Custom build scripts and automation that handle complex build processes automatically. This might include code generation for data models, automated asset optimization, or build configurations that adapt based on the target environment.
The goal is making the “right way” also the “easy way.” When good practices are built into the tools, developers naturally follow them without extra effort.
2.2. Platform Engineers Maintain Shared Libraries
A major part of platform engineering work involves making shared libraries for all feature engineers to use.
They might, for example, work on low-level networking-response-caching libraries or libraries that offer custom formatters and logging.
A good engineer hides complexity behind simple interfaces.
For example, integrating with your company’s analytics system might involve configuring multiple SDKs, handling different event formats, and managing privacy compliance. If done well, however, a feature engineer might just write logger.logWarning(“Uh oh the button broke”), and continue with building their feature, blissfully unaware of the hard work you did.
Conversely, feature engineers do occasionally write shared libraries, typically for their domain area. For example, a feature engineer handling In-App Purchases will likely create a Payments module for use across features. But they won’t build the memory-leak-util module that helps find issues across the entire app.
From a dependency perspective, feature developers work primarily in their domain modules, depending on the shared libraries platform engineers maintain. As a result, platform engineers focus on the lower-level libraries: the SDKs, frameworks, and app-level infrastructure that everything else depends on.

2.2.1. Your code lives longer
One big difference from being a feature engineer, is that your code probably lives longer.
A new feature can be released, but also be deleted at one point. The impact will be relatively small. However, if you’re writing a shared library, (such as a custom logging library or A/B testing library), having to delete it, touches all features and feature teams.
By default, assume your code will live longer, and will be maintained longer. These shortcuts you took when making this shared library? It’s now gonna haunt you for years.
But that’s part of it. You’re supposed to write mediocre libraries, but then you will become a better developer and your next library will be much better.
Want to dive deeper into mobile architecture decisions like these? Check out my Mobile System Design book, where I cover the architectural patterns and trade-offs that platform engineers navigate daily.
2.3. Security & Compliance Integration
Platform engineers also handle the less visible but critical aspects of app security and compliance. Someone needs to make sure that your production app doesn’t accidentally ship with API keys embedded in code.
Code signing, in particular, becomes a platform responsibility because it’s both absolutely critical and sometimes temperamental. Every iOS developer has experienced the special joy of provisioning profiles that mysteriously stop working overnight, certificates that expire during a critical release, or builds that fail because someone’s local keychain is set up differently than CI. Platform engineers become the people who actually understand how certificates, profiles, and entitlements work together, instead of just clicking “Fix Issue” in Xcode and hoping for the best.
Many companies also have compliance requirements that sound boring but can shut down your entire operation if ignored.
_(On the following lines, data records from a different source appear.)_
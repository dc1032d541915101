//! Fathom Core - Orchestrator for design-optimisation simulations
//!
//! This crate drives interfaces (external computational units) over the
//! simulations of a project. It owns no data itself: a [`Project`] holds
//! the simulations and their shared pool, [`Core`] holds the configuration
//! and the [`InterfaceCatalog`].
//!
//! ## Architecture
//!
//! ```text
//! Core (config + catalogue)
//!  │
//!  ├── Connector(hub) ← activate / execute / auto_execute
//!  │    └── Interface ← put_data → connect → get_data
//!  │
//!  ├── Branch(hub, interface) ← inspect / reset by level
//!  │
//!  └── Project
//!       ├── DataPool ← shared, append-only
//!       └── OrderedSim[] (one active)
//!            ├── Simulation ← datastates at levels
//!            └── Hub[] ← scheduled and completed interfaces
//! ```
//!
//! ## Execution
//!
//! Executing an interface appends a `"<level> register"` datastate, marks
//! the interface completed and appends its outputs at `"<level> output"`.
//! Inspecting or resetting to an earlier level works on those names.
//!
//! ## Design Principles
//!
//! 1. **Validate, then mutate** - a failing operation leaves the project as it was
//! 2. **Status is recomputed** - after every change to data, hubs or masks
//! 3. **Core is stateless across projects** - every call takes the project it acts on

mod branch;
mod config;
mod connector;
mod core;
mod error;
mod interface;
mod project;

pub use crate::core::Core;
pub use branch::Branch;
pub use config::{CoreConfig, Markers};
pub use connector::Connector;
pub use error::{BoxError, Error, ErrorKind, Result};
pub use interface::{Interface, InterfaceCatalog, InterfaceFactory};
pub use project::Project;

pub use fathom_hub::{
    HubDefinition, HubKind, InterfaceDeclaration, InterfaceStatus, OrderedSim, OutputScope,
    Status,
};
pub use fathom_state::{DataPool, Point, Value, VariableId};
//! DataState - one named, maskable snapshot of variable bindings

use crate::{PoolRef, VariableId};
use indexmap::IndexMap;
use serde::{Deserialize, Serialize};

/// A snapshot binding variables to values held in the pool
///
/// A state is immutable once appended to a [`Simulation`](crate::Simulation),
/// apart from its mask flag.
#[derive(Debug, Clone, PartialEq, Default, Serialize, Deserialize)]
pub struct DataState {
    level: Option<String>,
    masked: bool,
    bindings: IndexMap<VariableId, PoolRef>,
}

impl DataState {
    /// Create an empty, unlevelled state
    pub fn new() -> Self {
        Self::default()
    }

    /// Create an empty state at the given level
    pub fn with_level(level: impl Into<String>) -> Self {
        Self {
            level: Some(level.into()),
            ..Self::default()
        }
    }

    /// Builder-style binding, handy when assembling a state before appending
    pub fn bind(mut self, id: impl Into<VariableId>, pool_ref: PoolRef) -> Self {
        self.insert(id, pool_ref);
        self
    }

    /// Bind a variable to a pool entry, replacing any earlier binding
    pub fn insert(&mut self, id: impl Into<VariableId>, pool_ref: PoolRef) {
        self.bindings.insert(id.into(), pool_ref);
    }

    /// Get the level name
    pub fn level(&self) -> Option<&str> {
        self.level.as_deref()
    }

    /// Check whether the level contains the search string
    pub fn level_contains(&self, search_str: &str) -> bool {
        self.level
            .as_deref()
            .is_some_and(|level| level.contains(search_str))
    }

    /// Check if the state is masked
    pub fn is_masked(&self) -> bool {
        self.masked
    }

    pub(crate) fn mask(&mut self) {
        self.masked = true;
    }

    pub(crate) fn unmask(&mut self) {
        self.masked = false;
    }

    /// Get the bindings of this state
    pub fn bindings(&self) -> &IndexMap<VariableId, PoolRef> {
        &self.bindings
    }

    /// Get the binding for one variable
    pub fn get(&self, id: &str) -> Option<PoolRef> {
        self.bindings.get(id).copied()
    }

    /// Number of bound variables
    pub fn len(&self) -> usize {
        self.bindings.len()
    }

    /// Check if no variables are bound
    pub fn is_empty(&self) -> bool {
        self.bindings.is_empty()
    }
}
Security scanning (checking code for vulnerabilities), license compliance checking, ensuring that your logging doesn’t accidentally log user passwords. Basically all the fun stuff that keeps lawyers happy.
Rather than expecting every feature team to become experts in regulatory requirements (spoiler: they won’t), platform engineers build these checks into the development pipeline so they happen automatically.
The common thread is that platform engineers handle all the tedious, complex stuff that keeps the app secure and shippable, so feature teams can focus on building things users actually care about.
3. Quality and Release Management
Building great tools is half the battle. In the end, it’s important a stable app is released (usually at the end of every sprint).
In a small company, you probably do everything from building features to releasing the app. But as companies grow, platform teams often take ownership of the release process, which means platform engineers become the people coordinating releases across multiple feature teams.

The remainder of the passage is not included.